The next challenge was finding a passage upon which to write my essay. Over several evenings, I reread the book, starring many passages that might serve as an effective springboard for extended reflection. Finally, I found the passage that fit perfectly with some of the topics I’ve been exploring in my posts over at altarwork.com.
Although the length of the essay (1,500 words) is manageable, I’ve never done something quite like this before. There’s a nervous excitement about this project. We’ll see what happens.
2) Revising and organizing a poetry manuscript.
Just as in 2014, I received a summer research grant from my university to work on a book-length project. Unlike last time when my focus was a short-story collection, this summer’s project involves a manuscript of forty-plus poems, tentatively titled, Your 21st-Century Prayer Life.

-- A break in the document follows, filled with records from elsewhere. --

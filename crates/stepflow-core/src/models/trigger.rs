// Copyright (C) 2025 SyncMyOrders Sp. z o.o.
// SPDX-License-Identifier: AGPL-3.0-or-later
//! Triggers bound to templates.
//!
//! The engine only stores triggers. Spawning instances from them is up to
//! the producer service, which calls [`crate::persistence::Persistence::mark_trigger_fired`]
//! after it starts one.

use chrono::{DateTime, Utc};
use serde::{Deserialize, Serialize};

use super::{JsonMap, new_id};

text_enum! {
    /// How a trigger fires.
    TriggerType, "trigger type" {
        /// Started explicitly.
        Manual => "manual",
        /// Started on a cron-like schedule.
        Schedule => "schedule",
        /// Started by a named event.
        Event => "event",
        /// Started by an inbound HTTP call.
        Webhook => "webhook",
        /// Started when a condition on external data holds.
        Condition => "condition",
    }
}

/// A template binding that can start new instances.
#[derive(Debug, Clone, Serialize, Deserialize, sqlx::FromRow)]
pub struct Trigger {
    /// Unique identifier.
    pub id: String,
    /// Template started by this trigger.
    pub template_id: String,
    /// How the trigger fires.
    #[sqlx(try_from = "String")]
    pub trigger_type: TriggerType,
    /// Type specific configuration, e.g. `{"event": "order.created"}`.
    #[sqlx(json)]
    pub trigger_config: JsonMap,
    /// Inactive triggers are ignored.
    pub is_active: bool,
    /// Last time an instance was started by this trigger.
    pub last_triggered_at: Option<DateTime<Utc>>,
    /// Creation time.
    pub created_at: DateTime<Utc>,
    /// Last modification time.
    pub updated_at: DateTime<Utc>,
}

impl Trigger {
    /// A new active trigger.
    pub fn new(template_id: impl Into<String>, trigger_type: TriggerType, config: JsonMap) -> Self {
        let now = Utc::now();
        Self {
            id: new_id(),
            template_id: template_id.into(),
            trigger_type,
            trigger_config: config,
            is_active: true,
            last_triggered_at: None,
            created_at: now,
            updated_at: now,
        }
    }

    /// The event name an `event` trigger listens for.
    pub fn event_name(&self) -> Option<&str> {
        match self.trigger_type {
            TriggerType::Event => self.trigger_config.get("event").and_then(|v| v.as_str()),
            _ => None,
        }
    }
}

I wrote the majority of these poems during Lent 2014 when I decided to draft a poem a day, narrowing my subject matter to prayer and the church. Those poems, along with less than a dozen others, constitute
Each day I’ll be working on a poem or two and also attempting a sequencing of the poems. I have some initial ideas about how the collection might be organized, but I have no dominate ideas. As a result, I’ll be passing on the poems to a writer friend for his suggestions on organizing and further revising them.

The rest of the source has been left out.